If I remember correctly, my discovery came about randomly one day while scrolling Facebook (of all places, I know). I came across a link asking me to take a “personality test”, and with time to kill, I figured why not? What could it hurt? And believe it or not, it actually helped. Growing up in a culture dominated by materialism and good looks, it is all the more important that we celebrate our personalities, and to also understand that we are much more than our jobs, titles, or responsibilities to others. We often search for things outside of ourselves because we had yet to realize our own worth and abilities, but unless we know who we are now, we will never become the person we are truly meant to be. It’s actually part of the reason I’ve stayed single so long. Not only did I need to take time to rebuild my career and my self-esteem, I refuse to enter into another relationship until I am sure of who I am and what I want.

So you could only imagine my surprise when I found out that my personality type is classified as ENTJ (extraversion, intuition, thinking, judgment) and that only 2% of the general population think the same way I do. That number is even lower for women at just 1%! After reading through each section detailing my strengths and weaknesses, romantic relationships, friendships, parenthood, career paths, and workplace habits, I gained so much understanding over my life. The accuracy was unbelievable. I mean, it was almost like a psychic typed it.

Not to say I was ever lacking in the personality department because that is certainly not the case. I could identify things I did well or could stand to change for quite a while, but the results from my test helped fill in the “why.” When they pretty much summed up everything I already knew to be true about me in the introduction I knew they were on to something. It was like all of a sudden my whole life made sense. Seriously.

They call me “the commander” and for a reason. I own my strengths like being efficient, charismatic, and inspiring, and have come to learn how this can sometimes overwhelm others. I can also admit that some of my weaknesses are my stubbornness, impatience, and the fact I have a hard time processing mushy emotions, which can sometimes make me come off as cold and ruthless, even to those I love (tried to tell y’all I’m a thug).

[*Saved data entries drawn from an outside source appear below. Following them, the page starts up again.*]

// Lookup tables and file conventions for an inventory run

use serde::{Deserialize, Serialize};
use std::fs;
use std::path::Path;
use thiserror::Error;

#[derive(Error, Debug)]
pub enum ConfigError {
    #[error("IO error: {0}")]
    IoError(#[from] std::io::Error),

    #[error("Config parse error: {0}")]
    ParseError(#[from] toml::de::Error),

    #[error("Config serialize error: {0}")]
    SerializeError(#[from] toml::ser::Error),

    #[error("Invalid pattern '{pattern}': {source}")]
    PatternError {
        pattern: String,
        #[source]
        source: regex::Error,
    },
}

fn strings(values: &[&str]) -> Vec<String> {
    values.iter().map(|v| v.to_string()).collect()
}

// ---------------------------------------------------------------------------
// Top-level config
// ---------------------------------------------------------------------------

/// Every fixed table the engine consults. Sections missing from a TOML file keep
/// their built-in defaults.
#[derive(Debug, Clone, Default, PartialEq, Serialize, Deserialize)]
#[serde(default)]
pub struct MigrationConfig {
    pub sites: SiteConfig,
    pub inputs: InputConfig,
    pub status: StatusConfig,
    pub junk: JunkFilterConfig,
    pub notes: NotesConfig,
    pub classify: ClassifyConfig,
    pub matcher: MatcherConfig,
}

impl MigrationConfig {
    pub fn from_toml_str(content: &str) -> Result<Self, ConfigError> {
        Ok(toml::from_str(content)?)
    }

    pub fn load(path: &Path) -> Result<Self, ConfigError> {
        let content = fs::read_to_string(path)?;
        Self::from_toml_str(&content)
    }

    pub fn to_toml_string(&self) -> Result<String, ConfigError> {
        Ok(toml::to_string_pretty(self)?)
    }
}

// ---------------------------------------------------------------------------
// Sites and inputs
// ---------------------------------------------------------------------------

#[derive(Debug, Clone, PartialEq, Serialize, Deserialize)]
#[serde(default)]
pub struct SiteConfig {
    /// Hostnames whose crawl-status entries belong to the old site.
    pub old_hosts: Vec<String>,
}

impl Default for SiteConfig {
    fn default() -> Self {
        Self {
            old_hosts: strings(&["eridehero.com", "www.eridehero.com"]),
        }
    }
}

#[derive(Debug, Clone, PartialEq, Serialize, Deserialize)]
#[serde(default)]
pub struct InputConfig {
    pub old_dir: String,
    pub new_dir: String,
    pub gsc_dir: String,
    /// File name of the table inside each crawl-status folder.
    pub status_table: String,
    /// Old-site sitemap file names, read in this order.
    pub old_sitemaps: Vec<String>,
    pub redirect_prefix: String,
    pub affiliate_prefix: String,
    pub new_sitemap_suffix: String,
    /// New-site paths with these endings are sitemap self-references, not pages.
    pub non_page_suffixes: Vec<String>,
    pub old_report: String,
    pub new_report: String,
}

impl Default for InputConfig {
    fn default() -> Self {
        Self {
            old_dir: "old site".to_string(),
            new_dir: "new site".to_string(),
            gsc_dir: "old site/GSC".to_string(),
            status_table: "Table.csv".to_string(),
            old_sitemaps: strings(&[
                "Posts XML Sitemap - ERideHero.xml",
                "Pages XML Sitemap - ERideHero.xml",
                "Category XML Sitemap - ERideHero.xml",
            ]),
            redirect_prefix: "eridehero_rank-math-redirections".to_string(),
            affiliate_prefix: "thirstyaffiliates-export".to_string(),
            new_sitemap_suffix: ".xml".to_string(),
            non_page_suffixes: strings(&[".xml", ".kml"]),
            old_report: "old_site_inventory.csv".to_string(),
            new_report: "new_site_inventory.csv".to_string(),
        }
    }
}

// ---------------------------------------------------------------------------
// Crawl status
// ---------------------------------------------------------------------------

#[derive(Debug, Clone, PartialEq, Eq, Serialize, Deserialize)]
pub struct StatusFolder {
    pub folder: String,
    pub status: String,
}

#[derive(Debug, Clone, PartialEq, Serialize, Deserialize)]
#[serde(default)]
pub struct StatusConfig {
    /// Status that always wins over any other once observed.
    pub preferred: String,
    /// Folder name to status label, in ingestion order.
    pub folders: Vec<StatusFolder>,
}

impl Default for StatusConfig {
    fn default() -> Self {
        let folders = [
            ("Indexed pages", "indexed"),
            ("Page with redirect", "redirect"),
            ("Not found (404)", "404"),
            ("Excluded by noindex tag", "noindex"),
            ("Crawled - currently not indexed", "crawled-not-indexed"),
            ("Discovered – currently not indexed", "discovered-not-indexed"),
            ("Blocked by robots.txt", "blocked-robots"),
            ("Alternative page with proper canonical tag", "canonical-alt"),
        ];
        Self {
            preferred: "indexed".to_string(),
            folders: folders
                .iter()
                .map(|(folder, status)| StatusFolder {
                    folder: folder.to_string(),
                    status: status.to_string(),
                })
                .collect(),
        }
    }
}

/// Crawl-status URLs that never become records.
#[derive(Debug, Clone, PartialEq, Serialize, Deserialize)]
#[serde(default)]
pub struct JunkFilterConfig {
    /// Substrings of the raw URL.
    pub url_markers: Vec<String>,
    /// Substrings of the canonical path.
    pub path_markers: Vec<String>,
    /// Homepage query keys that mark an internal search or listing page.
    pub homepage_search_keys: Vec<String>,
    /// Homepage variants whose query keys all fall in this set are tracking noise.
    pub tracking_keys: Vec<String>,
}

impl Default for JunkFilterConfig {
    fn default() -> Self {
        Self {
            url_markers: strings(&["cx_tag_filter", "unapproved=", "moderation-hash="]),
            path_markers: strings(&["ck/a?"]),
            homepage_search_keys: strings(&["s", "page_posts"]),
            tracking_keys: strings(&[
                "utm_source",
                "utm_medium",
                "utm_campaign",
                "affiliate",
                "gspk",
                "gsxid",
                "trk",
                "ref",
                "fbclid",
                "stream",
            ]),
        }
    }
}

#[derive(Debug, Clone, PartialEq, Serialize, Deserialize)]
#[serde(default)]
pub struct NotesConfig {
    /// Page-builder artifact suffix whose base path may exist on the new site.
    pub builder_suffix: String,
    pub opt_suffix: String,
    /// Trailing segments left behind by bots and browser user agents.
    pub bot_suffixes: Vec<String>,
}

impl Default for NotesConfig {
    fn default() -> Self {
        Self {
            builder_suffix: "/1000".to_string(),
            opt_suffix: "/opt".to_string(),
            bot_suffixes: strings(&["firefox", "chrome", "edge", "crios", "webkit", "opr", "version"]),
        }
    }
}

// ---------------------------------------------------------------------------
// Classification
// ---------------------------------------------------------------------------

#[derive(Debug, Clone, PartialEq, Eq, Serialize, Deserialize)]
pub struct SitemapLabel {
    pub file: String,
    pub page_type: String,
    pub group: String,
}

#[derive(Debug, Clone, PartialEq, Serialize, Deserialize)]
#[serde(default)]
pub struct ClassifyConfig {
    pub category_paths: Vec<String>,
    pub subcategory_pattern: String,
    pub info_paths: Vec<String>,
    pub listicle_prefixes: Vec<String>,
    /// New-site sitemaps whose name starts with this are always products.
    pub products_sitemap_prefix: String,
    pub new_sitemaps: Vec<SitemapLabel>,
}

impl Default for ClassifyConfig {
    fn default() -> Self {
        let new_sitemaps = [
            ("post-sitemap.xml", "post", "Posts"),
            ("page-sitemap.xml", "page", "Pages"),
            ("tool-sitemap.xml", "tool", "Tools"),
            ("category-sitemap.xml", "category", "Category Archives"),
            ("compare-sitemap.xml", "compare", "Compare Pages"),
            ("comparison-sitemap.xml", "comparison-cpt", "Curated Comparisons"),
            ("coupons-sitemap.xml", "coupons", "Coupons"),
            ("local-sitemap.xml", "local", "Local Sitemap"),
        ];
        Self {
            category_paths: strings(&[
                "/electric-scooters",
                "/hoverboards",
                "/electric-skateboards",
                "/electric-unicycles",
                "/skating",
                "/electric-bikes",
            ]),
            subcategory_pattern: "^/electric-scooters/(reviews|articles|buying-guides)".to_string(),
            info_paths: strings(&[
                "/about",
                "/contact",
                "/how-we-test",
                "/disclaimers",
                "/privacy-policy",
                "/privacy",
                "/terms-conditions",
                "/terms",
                "/editorial-policy",
                "/editorial",
                "/cookies",
                "/opt-out-preferences",
            ]),
            listicle_prefixes: strings(&[
                "best-", "fastest-", "how-to-", "how-", "what-", "where-", "can-you-", "are-",
            ]),
            products_sitemap_prefix: "products-sitemap".to_string(),
            new_sitemaps: new_sitemaps
                .iter()
                .map(|(file, page_type, group)| SitemapLabel {
                    file: file.to_string(),
                    page_type: page_type.to_string(),
                    group: group.to_string(),
                })
                .collect(),
        }
    }
}

// ---------------------------------------------------------------------------
// Equivalence matching
// ---------------------------------------------------------------------------

/// A renamed tool slug. `old_slug = None` marks a tool with no old-site equivalent.
#[derive(Debug, Clone, PartialEq, Eq, Serialize, Deserialize)]
pub struct ToolRename {
    pub new_slug: String,
    #[serde(default, skip_serializing_if = "Option::is_none")]
    pub old_slug: Option<String>,
}

#[derive(Debug, Clone, PartialEq, Eq, Serialize, Deserialize)]
pub struct PathMapping {
    pub new_path: String,
    pub old_path: String,
}

/// `/{root}/{category}` on the new site was `/tool/{singular category}{suffix}`.
#[derive(Debug, Clone, PartialEq, Eq, Serialize, Deserialize)]
pub struct CategoryRoot {
    pub root: String,
    pub suffix: String,
}

#[derive(Debug, Clone, PartialEq, Serialize, Deserialize)]
#[serde(default)]
pub struct MatcherConfig {
    pub new_tool_dir: String,
    pub old_tool_dir: String,
    pub tool_renames: Vec<ToolRename>,
    pub hub_roots: Vec<PathMapping>,
    pub page_renames: Vec<PathMapping>,
    pub category_roots: Vec<CategoryRoot>,
    pub finder_suffix: String,
}

impl Default for MatcherConfig {
    fn default() -> Self {
        let renames = [
            ("battery-charging-time-calculator", Some("battery-charge-time-calculator")),
            ("electric-scooter-range-calculator", Some("electric-scooter-range-calculator")),
            ("electric-scooter-laws-by-state", None),
            ("electric-bike-laws-by-state", None),
        ];
        let mapping = |pairs: &[(&str, &str)]| {
            pairs
                .iter()
                .map(|(new_path, old_path)| PathMapping {
                    new_path: new_path.to_string(),
                    old_path: old_path.to_string(),
                })
                .collect::<Vec<_>>()
        };
        Self {
            new_tool_dir: "/tools/".to_string(),
            old_tool_dir: "/tool/".to_string(),
            tool_renames: renames
                .iter()
                .map(|(new_slug, old_slug)| ToolRename {
                    new_slug: new_slug.to_string(),
                    old_slug: old_slug.map(String::from),
                })
                .collect(),
            hub_roots: mapping(&[
                ("/reviews", "/electric-scooters/reviews"),
                ("/articles", "/electric-scooters/articles"),
                ("/buying-guides", "/electric-scooters/buying-guides"),
            ]),
            page_renames: mapping(&[
                ("/editorial", "/editorial-policy"),
                ("/terms", "/terms-conditions"),
                ("/privacy", "/privacy-policy"),
                (
                    "/tools/electric-scooter-range-calculator",
                    "/electric-scooter-range-calculator",
                ),
            ]),
            category_roots: [("deals", "-deals"), ("coupons", "-coupons"), ("compare", "-comparison")]
                .iter()
                .map(|(root, suffix)| CategoryRoot {
                    root: root.to_string(),
                    suffix: suffix.to_string(),
                })
                .collect(),
            finder_suffix: "-finder".to_string(),
        }
    }
}
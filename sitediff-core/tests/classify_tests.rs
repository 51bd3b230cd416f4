// Tests for old-site and new-site classification

use sitediff_core::classify::{
    Classifiers, NewSiteClassifier, Predicate, Rule, RuleSet, old_site_rules, uncategorised,
};
use sitediff_core::config::{ClassifyConfig, ConfigError, MigrationConfig};
use sitediff_core::model::PageLabel;

fn old_rules() -> RuleSet {
    old_site_rules(&ClassifyConfig::default()).unwrap()
}

fn label(path: &str) -> (String, String) {
    let label = old_rules().classify(path);
    (label.page_type, label.group)
}

fn expect(path: &str, page_type: &str, group: &str) {
    assert_eq!(
        label(path),
        (page_type.to_string(), group.to_string()),
        "path: {}",
        path
    );
}

// ============================================================================
// Old-site rules
// ============================================================================

#[test]
fn test_products() {
    expect("/products/segway-ninebot-max", "product", "Products");
}

#[test]
fn test_tool_groups() {
    expect("/tool/electric-scooter-finder", "tool", "Tools — Finders");
    expect("/tools/scooter-comparison", "tool", "Tools — Comparison");
    expect("/tool/electric-scooter-deals", "tool", "Tools — Deals");
    expect("/tool/electric-bike-coupons", "tool", "Tools — Coupons");
    expect("/tool/battery-charge-time-calculator", "tool", "Tools — Calculators");
    expect("/tool/weight-limits", "tool", "Tools — Other");
}

#[test]
fn test_tool_keyword_order() {
    // finder is checked before comparison
    expect("/tool/finder-comparison", "tool", "Tools — Finders");
}

#[test]
fn test_affiliate_redirects() {
    expect("/go/segway", "affiliate-redirect", "Affiliate Redirects (/go/)");
    expect(
        "/recommends/some-brand",
        "affiliate-redirect",
        "Affiliate Redirects (/recommends/)",
    );
}

#[test]
fn test_author_pages() {
    expect("/author/jane/page/2", "author-pagination", "Author Pages — Pagination");
    expect("/author/jane", "author", "Author Pages");
}

#[test]
fn test_archives_before_pagination() {
    expect("/electric-scooters", "category", "Category Archives");
    expect("/electric-scooters/reviews", "archive", "Sub-category Archives");
    expect("/electric-scooters/reviews/page/2", "archive", "Sub-category Archives");
    expect("/hoverboards/page/3", "pagination", "Pagination");
}

#[test]
fn test_pagination_before_blog_prefix() {
    expect("/blog/page/3", "pagination", "Pagination");
    expect("/blog/old-post", "post", "Posts (blog/ prefix — old URL)");
    expect("/review/old-review", "post", "Posts (review/ prefix — old URL)");
}

#[test]
fn test_compare_and_deals() {
    expect("/compare/a-vs-b", "compare", "Compare Pages");
    expect("/deals/electric-scooters", "deals", "Deals Pages");
}

#[test]
fn test_info_and_login_pages() {
    expect("/about", "page", "Info / Legal Pages");
    expect("/privacy-policy", "page", "Info / Legal Pages");
    expect("/login", "page", "Login / Auth Pages");
    expect("/log-in/reset", "page", "Login / Auth Pages");
}

#[test]
fn test_feeds() {
    expect("/feed", "feed", "RSS Feeds");
    expect("/some-post/feed", "feed", "RSS Feeds");
    expect("/category/feed/atom", "feed", "RSS Feeds");
}

#[test]
fn test_homepage() {
    expect("/", "page", "Homepage");
}

#[test]
fn test_reviews_before_listicles() {
    expect("/segway-ninebot-max-review", "post", "Reviews");
    expect("/best-scooter-review", "post", "Reviews");
}

#[test]
fn test_listicles() {
    expect("/best-electric-scooters", "post", "Guides / Listicles");
    expect("/how-to-fold-a-scooter", "post", "Guides / Listicles");
    expect("/are-scooters-legal", "post", "Guides / Listicles");
}

#[test]
fn test_single_segment_and_fallback() {
    expect("/scooter-maintenance-tips", "post", "Posts — Other");
    expect("/some/nested/page", "unknown", "Uncategorised");
}

#[test]
fn test_classification_ignores_case() {
    expect("/Products/Thing", "product", "Products");
}

#[test]
fn test_matching_rule_names() {
    let rules = old_rules();
    assert_eq!(
        rules.matching_rule("/tool/electric-scooter-finder").map(|r| r.name.as_str()),
        Some("tools-finder")
    );
    assert_eq!(
        rules.matching_rule("/best-electric-scooters").map(|r| r.name.as_str()),
        Some("listicle")
    );
    assert!(rules.matching_rule("/a/b/c").is_none());
}

#[test]
fn test_rule_names_are_unique() {
    let rules = old_rules();
    let mut names: Vec<&str> = rules.rules().iter().map(|r| r.name.as_str()).collect();
    let total = names.len();
    names.sort();
    names.dedup();
    assert_eq!(names.len(), total);
}

// ============================================================================
// Substituted rule lists
// ============================================================================

#[test]
fn test_custom_rule_list_first_match_wins() {
    let rules = RuleSet::new(
        vec![
            Rule::new("docs", Predicate::Prefix(vec!["/docs/".into()]), "doc", "Docs"),
            Rule::new("any", Predicate::SingleSegment, "page", "Pages"),
        ],
        uncategorised(),
    );

    assert_eq!(rules.classify("/docs/intro"), PageLabel::new("doc", "Docs"));
    assert_eq!(rules.classify("/pricing"), PageLabel::new("page", "Pages"));
    assert_eq!(rules.classify("/a/b"), PageLabel::new("unknown", "Uncategorised"));
}

#[test]
fn test_combined_predicates() {
    let both = Predicate::All(vec![
        Predicate::Prefix(vec!["/shop/".into()]),
        Predicate::Suffix(vec!["-sale".into()]),
    ]);
    assert!(both.matches("/shop/summer-sale"));
    assert!(!both.matches("/shop/summer"));

    let either = Predicate::Any(vec![
        Predicate::Exact(vec!["/a".into()]),
        Predicate::Contains(vec!["xyz".into()]),
    ]);
    assert!(either.matches("/a"));
    assert!(either.matches("/qxyzq"));
    assert!(!either.matches("/b"));
}

#[test]
fn test_configured_tables_match_regardless_of_case() {
    let config = MigrationConfig::from_toml_str(
        "[classify]\n\
         category_paths = [\"/Electric-Unicycles\"]\n\
         info_paths = [\"/About-Us\"]\n\
         listicle_prefixes = [\"Top-\"]\n",
    )
    .unwrap();
    let rules = old_site_rules(&config.classify).unwrap();

    assert_eq!(
        rules.classify("/electric-unicycles"),
        PageLabel::new("category", "Category Archives")
    );
    assert_eq!(
        rules.classify("/About-Us"),
        PageLabel::new("page", "Info / Legal Pages")
    );
    assert_eq!(
        rules.classify("/top-10-scooters/x"),
        PageLabel::new("post", "Guides / Listicles")
    );
}

#[test]
fn test_invalid_subcategory_pattern() {
    let tables = ClassifyConfig {
        subcategory_pattern: "(unclosed".to_string(),
        ..ClassifyConfig::default()
    };
    let result = old_site_rules(&tables);
    assert!(matches!(result, Err(ConfigError::PatternError { .. })));
}

// ============================================================================
// New-site classification
// ============================================================================

#[test]
fn test_new_site_products_prefix() {
    let classifier = NewSiteClassifier::new(&ClassifyConfig::default());
    assert_eq!(
        classifier.classify("products-sitemap2.xml"),
        PageLabel::new("product", "Products")
    );
}

#[test]
fn test_new_site_table_lookup() {
    let classifier = NewSiteClassifier::new(&ClassifyConfig::default());
    assert_eq!(classifier.classify("post-sitemap.xml"), PageLabel::new("post", "Posts"));
    assert_eq!(
        classifier.classify("comparison-sitemap.xml"),
        PageLabel::new("comparison-cpt", "Curated Comparisons")
    );
    assert_eq!(
        classifier.classify("mystery-sitemap.xml"),
        PageLabel::new("unknown", "Uncategorised")
    );
}

#[test]
fn test_classifiers_from_config() {
    let classifiers = Classifiers::from_config(&ClassifyConfig::default()).unwrap();
    assert_eq!(classifiers.old_site.classify("/").group, "Homepage");
    assert_eq!(classifiers.new_site.classify("tool-sitemap.xml").group, "Tools");
}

analysts_Commander_ENTJ_friendships.png

Although I will say the one aspect of my life I questioned the longest up until this point were my friendships. I’ve acquired a lot of “friends” out of circumstance, or better yet, convenience, and would later be left questioning why they never lasted. What the hell was wrong with me? After all I was the common denominator so I had to be doing something wrong. Afterwards I was always left feeling like the disposable friend no one really valued, thus was never afraid to lose. I even went out of my way to befriend new people just because. One of the best decisions I’ve made came at the start of this year when I took the pressure off myself to make friends and put more energy into appreciating those already in my circle. Most importantly, I’ve learned that by surrounding myself with other creatives, I am so much happier. So if you want to discuss some deep shit about goals and the universe then holla at me. But don’t waste my time with gossip and bullshit.

Another big part of my life is my work. I put a lot of pressure on myself to succeed, to the point where other people can see it. Aside from my desire to write full-time, my dissatisfaction from working dead-end jobs also stems from my craving for leadership, responsibility, growth and opportunity. I was pegged as a leader at a young age. My earliest memory of my influence stemmed from my 5th grade teacher Mr. Larson pulling me aside while the rest of the class was at recess, and asking me to set an example for the other students since he felt they would follow me.  I can only hope I’ve done a good job.

Curious about your personality type? All you have to do is go to https://www.16personalities.com, answer the questions and don’t forget to share. And while one test might not have all the answers, it can get you closer to it.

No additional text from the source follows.